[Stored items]
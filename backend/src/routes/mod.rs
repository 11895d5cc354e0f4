//! Route definitions for the BMI Calculator API
//!
//! This module organizes all API routes and applies middleware.

use crate::state::AppState;
use axum::{
    extract::DefaultBodyLimit,
    http::{header, Method},
    routing::{get, post},
    Router,
};
use std::time::Duration;
use tower_http::{
    compression::CompressionLayer,
    cors::{Any, CorsLayer},
    request_id::{MakeRequestUuid, PropagateRequestIdLayer, SetRequestIdLayer},
    timeout::TimeoutLayer,
    trace::TraceLayer,
};

mod bmi;
mod health;
mod prometheus;


/// Create the main application router with all middleware
pub fn create_router(state: AppState) -> Router {
    let timeout = Duration::from_secs(state.config().server.request_timeout_secs);
    let max_body_bytes = state.config().server.max_body_bytes;

    Router::new()
        .route("/", post(bmi::calculate_bmi))
        .route("/health", get(health::health_check))
        .route("/health/ready", get(health::readiness_check))
        .route("/health/live", get(health::liveness_check))
        .route("/metrics", get(prometheus::render_metrics))
        // axum only registers `/api/v1` for a nested root route
        .route("/api/v1/", get(api_root))
        .nest("/api/v1", api_routes())
        // Oversized bodies surface as JSON rejections, so they get the
        // same error body as every other failure
        .layer(DefaultBodyLimit::max(max_body_bytes))
        .layer(CompressionLayer::new())
        .layer(TimeoutLayer::new(timeout))
        .layer(
            CorsLayer::new()
                .allow_origin(Any)
                .allow_methods([Method::GET, Method::POST])
                .allow_headers([header::CONTENT_TYPE]),
        )
        .layer(PropagateRequestIdLayer::x_request_id())
        .layer(SetRequestIdLayer::x_request_id(MakeRequestUuid))
        .layer(TraceLayer::new_for_http())
        .with_state(state)
}

/// API v1 routes
fn api_routes() -> Router<AppState> {
    Router::new()
        .route("/", get(api_root))
        .nest("/bmi", bmi::bmi_routes())
}

/// GET /api/v1 - API banner
async fn api_root() -> &'static str {
    "BMI Calculator API v1"
}
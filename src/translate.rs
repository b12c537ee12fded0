//! Best-effort Finnish-to-English label translation.
//!
//! Translation is a nicety, never a gate: the pipeline keeps going with the
//! original text when the service is down, rate-limited, or simply does not
//! know the phrase. Labels that already look like English are returned
//! without a network call.

use std::time::Duration;

use once_cell::sync::Lazy;
use regex::Regex;
use reqwest::Client;
use serde::Deserialize;
use tracing::{debug, warn};
use url::Url;

use crate::types::PipelineError;

const REQUEST_TIMEOUT: Duration = Duration::from_secs(5);
const SOURCE_LANG: &str = "FI";
const TARGET_LANG: &str = "EN";

static PLAIN_ENGLISH: Lazy<Regex> = Lazy::new(|| {
    Regex::new(r"^[A-Za-z0-9\s.,;:'&()/\-]+$").expect("plain text pattern compiles")
});

pub struct Translator {
    client: Client,
    endpoint: Url,
    api_key: String,
}

impl Translator {
    pub fn new(client: Client, endpoint: Url, api_key: impl Into<String>) -> Self {
        Self {
            client,
            endpoint,
            api_key: api_key.into(),
        }
    }

    /// Translates `text`, falling back to a fixed dictionary and finally to
    /// the original text. Never fails.
    pub async fn translate(&self, text: &str) -> String {
        if text.is_empty() {
            return String::new();
        }
        if looks_english(text) {
            return text.to_string();
        }

        match self.request(text).await {
            Ok(translated) if !translated.is_empty() => translated,
            Ok(_) => self.fallback(text, "empty translation response"),
            Err(err) => self.fallback(text, &err.to_string()),
        }
    }

    fn fallback(&self, text: &str, reason: &str) -> String {
        match dictionary_lookup(text) {
            Some(translated) => {
                debug!(reason, "translation service unavailable, dictionary hit");
                translated.to_string()
            }
            None => {
                warn!(reason, text, "translation unavailable, keeping original label");
                text.to_string()
            }
        }
    }

    async fn request(&self, text: &str) -> Result<String, PipelineError> {
        let body = serde_json::json!({
            "text": [text],
            "source_lang": SOURCE_LANG,
            "target_lang": TARGET_LANG,
        });
        let response = self
            .client
            .post(self.endpoint.clone())
            .bearer_auth(&self.api_key)
            .timeout(REQUEST_TIMEOUT)
            .json(&body)
            .send()
            .await?
            .error_for_status()?;
        let payload: TranslateResponse = response.json().await?;
        Ok(payload
            .translations
            .into_iter()
            .next()
            .map(|t| t.text)
            .unwrap_or_default())
    }
}

/// Heuristic for text that needs no translation: nothing outside plain ASCII
/// letters, digits, and common punctuation, and no Finnish signature.
fn looks_english(text: &str) -> bool {
    !has_finnish_signature(text) && PLAIN_ENGLISH.is_match(text)
}

/// Diacritics, plus the doubled vowels that give away diacritic-free Finnish
/// words such as "Teollisuus".
fn has_finnish_signature(text: &str) -> bool {
    if text
        .chars()
        .any(|c| matches!(c, 'ä' | 'ö' | 'å' | 'Ä' | 'Ö' | 'Å'))
    {
        return true;
    }
    let lower = text.to_lowercase();
    ["uu", "yy", "ää", "öö"]
        .iter()
        .any(|pair| lower.contains(pair))
}

/// Exact-match vocabulary for the labels that matter most when the service
/// is unreachable. Fuzzy matching is deliberately avoided; a wrong label is
/// worse than an untranslated one.
fn dictionary_lookup(text: &str) -> Option<&'static str> {
    let translated = match text {
        "Maatalous, metsätalous ja kalatalous" => "Agriculture, forestry and fishing",
        "Kaivostoiminta ja louhinta" => "Mining and quarrying",
        "Teollisuus" => "Manufacturing",
        "Sähkö-, kaasu- ja lämpöhuolto, jäähdytysliiketoiminta" => {
            "Electricity, gas, steam and air conditioning supply"
        }
        "Vesihuolto, viemäri- ja jätevesihuolto, jätehuolto" => {
            "Water supply, sewerage and waste management"
        }
        "Rakentaminen" => "Construction",
        "Tukku- ja vähittäiskauppa" => "Wholesale and retail trade",
        "Kuljetus ja varastointi" => "Transportation and storage",
        "Majoitus- ja ravitsemistoiminta" => "Accommodation and food service activities",
        "Informaatio ja viestintä" => "Information and communication",
        "Ohjelmistot, konsultointi ja siihen liittyvä toiminta" => {
            "Computer programming, consultancy and related activities"
        }
        "Rahoitus- ja vakuutustoiminta" => "Financial and insurance activities",
        "Kiinteistöalan toiminta" => "Real estate activities",
        "Ammatillinen, tieteellinen ja tekninen toiminta" => {
            "Professional, scientific and technical activities"
        }
        "Hallinto- ja tukipalvelutoiminta" => "Administrative and support service activities",
        "Julkinen hallinto ja maanpuolustus" => "Public administration and defence",
        "Koulutus" => "Education",
        "Terveys- ja sosiaalipalvelut" => "Human health and social work activities",
        "Taiteet, viihde ja virkistys" => "Arts, entertainment and recreation",
        "Muu palvelutoiminta" => "Other service activities",
        _ => return None,
    };
    Some(translated)
}

#[derive(Debug, Deserialize)]
struct TranslateResponse {
    #[serde(default)]
    translations: Vec<TranslatedText>,
}

#[derive(Debug, Deserialize)]
struct TranslatedText {
    text: String,
}

#[cfg(test)]
mod tests {
    use super::*;
    use httpmock::prelude::*;
    use serde_json::json;

    fn translator_for(server: &MockServer) -> Translator {
        let endpoint = Url::parse(&server.url("/translate")).unwrap();
        Translator::new(Client::new(), endpoint, "test-key")
    }

    #[test]
    fn heuristic_accepts_plain_english() {
        assert!(looks_english("Manufacturing"));
        assert!(looks_english("Wholesale and retail trade; repair of vehicles"));
        assert!(!looks_english("Teollisuus"));
        assert!(!looks_english("Teollisuus ja sähköhuolto"));
        assert!(!looks_english("Östermalm"));
    }

    #[tokio::test]
    async fn empty_input_passes_through() {
        let server = MockServer::start_async().await;
        let mock = server
            .mock_async(|when, then| {
                when.method(POST).path("/translate");
                then.status(200);
            })
            .await;

        let translator = translator_for(&server);
        assert_eq!(translator.translate("").await, "");
        assert_eq!(mock.hits_async().await, 0);
    }

    #[tokio::test]
    async fn english_text_skips_the_network() {
        let server = MockServer::start_async().await;
        let mock = server
            .mock_async(|when, then| {
                when.method(POST).path("/translate");
                then.status(200);
            })
            .await;

        let translator = translator_for(&server);
        assert_eq!(translator.translate("Manufacturing").await, "Manufacturing");
        assert_eq!(mock.hits_async().await, 0);
    }

    #[tokio::test]
    async fn service_response_is_used() {
        let server = MockServer::start_async().await;
        let mock = server
            .mock_async(|when, then| {
                when.method(POST)
                    .path("/translate")
                    .body_contains("Metsätalous");
                then.status(200)
                    .json_body(json!({"translations": [{"text": "Forestry"}]}));
            })
            .await;

        let translator = translator_for(&server);
        assert_eq!(translator.translate("Metsätalous").await, "Forestry");
        mock.assert_async().await;
    }

    #[tokio::test]
    async fn service_failure_falls_back_to_dictionary() {
        let server = MockServer::start_async().await;
        server
            .mock_async(|when, then| {
                when.method(POST).path("/translate");
                then.status(429);
            })
            .await;

        let translator = translator_for(&server);
        assert_eq!(translator.translate("Teollisuus").await, "Manufacturing");
    }

    #[tokio::test]
    async fn unknown_text_survives_service_failure() {
        let server = MockServer::start_async().await;
        server
            .mock_async(|when, then| {
                when.method(POST).path("/translate");
                then.status(500);
            })
            .await;

        let translator = translator_for(&server);
        let original = "Erikoistunut pörssiyhtiö";
        assert_eq!(translator.translate(original).await, original);
    }

    #[tokio::test]
    async fn empty_translations_array_falls_back() {
        let server = MockServer::start_async().await;
        server
            .mock_async(|when, then| {
                when.method(POST).path("/translate");
                then.status(200).json_body(json!({"translations": []}));
            })
            .await;

        let translator = translator_for(&server);
        assert_eq!(translator.translate("Teollisuus").await, "Manufacturing");
    }
}
//! Persistence for profiles and their embedding vectors.
//!
//! The external store is a table-scoped key-value service with upsert and
//! select; everything else lives here. Writing is a fixed four-step
//! protocol:
//!
//! ```text
//! 1. upsert entity rows keyed on the natural key
//! 2. read surrogate ids back for those keys
//! 3. map key -> id, dropping (and logging) keys the store did not return
//! 4. upsert embedding rows keyed on the surrogate id, in bounded batches
//! ```
//!
//! The read-back in step 2 exists because upsert responses cannot be trusted
//! to include ids for conflicted rows on every backend. There is no
//! cross-batch transaction: a failure aborts the write but batches already
//! committed stay committed.

pub mod postgrest;

use async_trait::async_trait;
use serde_json::{Map, Value};
use std::collections::HashMap;
use tracing::{info, warn};

use crate::types::{EmbeddedProfiles, PipelineError, Profile};

pub use postgrest::PostgrestStore;

/// Embedding rows written per upsert request unless configured otherwise.
pub const DEFAULT_WRITE_BATCH: usize = 50;

/// Table and column names for one entity family.
#[derive(Clone, Copy, Debug)]
pub struct TableSpec {
    pub entities: &'static str,
    pub key_column: &'static str,
    pub embeddings: &'static str,
    pub fk_column: &'static str,
}

pub const COMPANY_TABLES: TableSpec = TableSpec {
    entities: "companies",
    key_column: "business_id",
    embeddings: "company_embeddings",
    fk_column: "company_id",
};

pub const INVESTOR_TABLES: TableSpec = TableSpec {
    entities: "investors",
    key_column: "investor_key",
    embeddings: "investor_embeddings",
    fk_column: "investor_id",
};

/// Surrogate id paired with the natural key it belongs to.
#[derive(Clone, Debug, PartialEq, Eq)]
pub struct KeyedId {
    pub id: i64,
    pub key: String,
}

/// The two primitives the external store exposes.
#[async_trait]
pub trait Backend: Send + Sync {
    /// Insert-or-update `rows` in `table`, treating `conflict_key` as the
    /// uniqueness column. Conflicting rows are replaced, their surrogate id
    /// is preserved.
    async fn upsert(
        &self,
        table: &str,
        conflict_key: &str,
        rows: &[Value],
    ) -> Result<(), PipelineError>;

    /// Surrogate ids currently assigned to `keys` in `table`.
    async fn select_ids(
        &self,
        table: &str,
        key_column: &str,
        keys: &[String],
    ) -> Result<Vec<KeyedId>, PipelineError>;
}

/// Counts reported by a completed write.
#[derive(Clone, Copy, Debug, Default, PartialEq, Eq)]
pub struct WriteReport {
    pub entities: usize,
    pub embeddings: usize,
    pub skipped: usize,
}

/// Drives the write protocol against any [`Backend`].
pub struct UpsertWriter<B> {
    backend: B,
    write_batch_size: usize,
}

impl<B: Backend> UpsertWriter<B> {
    pub fn new(backend: B) -> Self {
        Self {
            backend,
            write_batch_size: DEFAULT_WRITE_BATCH,
        }
    }

    #[must_use]
    pub fn with_write_batch_size(mut self, size: usize) -> Self {
        self.write_batch_size = if size == 0 { DEFAULT_WRITE_BATCH } else { size };
        self
    }

    /// Upserts entity rows only. Used when embeddings are disabled.
    pub async fn write_entities(
        &self,
        tables: &TableSpec,
        profiles: &[Profile],
    ) -> Result<usize, PipelineError> {
        if profiles.is_empty() {
            return Ok(0);
        }
        let rows: Vec<Value> = profiles.iter().map(|p| entity_row(tables, p)).collect();
        self.backend
            .upsert(tables.entities, tables.key_column, &rows)
            .await?;
        Ok(rows.len())
    }

    /// Runs the full four-step protocol for an embedded batch.
    pub async fn write(
        &self,
        tables: &TableSpec,
        batch: EmbeddedProfiles,
    ) -> Result<WriteReport, PipelineError> {
        if batch.is_empty() {
            return Ok(WriteReport::default());
        }
        let items = batch.into_items();

        let rows: Vec<Value> = items
            .iter()
            .map(|(profile, _)| entity_row(tables, profile))
            .collect();
        self.backend
            .upsert(tables.entities, tables.key_column, &rows)
            .await?;

        let keys: Vec<String> = items.iter().map(|(profile, _)| profile.key.clone()).collect();
        let ids = self
            .backend
            .select_ids(tables.entities, tables.key_column, &keys)
            .await?;
        let by_key: HashMap<String, i64> = ids.into_iter().map(|row| (row.key, row.id)).collect();

        let mut embedding_rows = Vec::with_capacity(items.len());
        let mut skipped = 0usize;
        for (profile, vector) in &items {
            match by_key.get(&profile.key) {
                Some(id) => embedding_rows.push(embedding_row(tables, *id, vector)),
                None => {
                    skipped += 1;
                    warn!(key = %profile.key, "store returned no id for profile, embedding skipped");
                }
            }
        }

        for chunk in embedding_rows.chunks(self.write_batch_size) {
            self.backend
                .upsert(tables.embeddings, tables.fk_column, chunk)
                .await?;
        }

        let report = WriteReport {
            entities: items.len(),
            embeddings: embedding_rows.len(),
            skipped,
        };
        info!(
            entities = report.entities,
            embeddings = report.embeddings,
            skipped = report.skipped,
            table = tables.entities,
            "store write complete"
        );
        Ok(report)
    }
}

fn entity_row(tables: &TableSpec, profile: &Profile) -> Value {
    let mut row = Map::new();
    row.insert(
        tables.key_column.to_string(),
        Value::String(profile.key.clone()),
    );
    row.insert("name".to_string(), Value::String(profile.name.clone()));
    row.insert("details".to_string(), Value::Object(profile.details.clone()));
    Value::Object(row)
}

fn embedding_row(tables: &TableSpec, id: i64, vector: &[f32]) -> Value {
    let mut row = Map::new();
    row.insert(tables.fk_column.to_string(), Value::from(id));
    row.insert(
        "embedding".to_string(),
        Value::Array(vector.iter().map(|component| Value::from(*component)).collect()),
    );
    Value::Object(row)
}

## Work request
The required answer is the run of lines above, starting at the line with "const REQUEST_TIMEOUT: Duration" and ending at the line with "and finally to", reproduced exactly with both ends.

## Answer box
const REQUEST_TIMEOUT: Duration = Duration::from_secs(5);
const SOURCE_LANG: &str = "FI";
const TARGET_LANG: &str = "EN";

static PLAIN_ENGLISH: Lazy<Regex> = Lazy::new(|| {
    Regex::new(r"^[A-Za-z0-9\s.,;:'&()/\-]+$").expect("plain text pattern compiles")
});

pub struct Translator {
    client: Client,
    endpoint: Url,
    api_key: String,
}

impl Translator {
    pub fn new(client: Client, endpoint: Url, api_key: impl Into<String>) -> Self {
        Self {
            client,
            endpoint,
            api_key: api_key.into(),
        }
    }

    /// Translates `text`, falling back to a fixed dictionary and finally to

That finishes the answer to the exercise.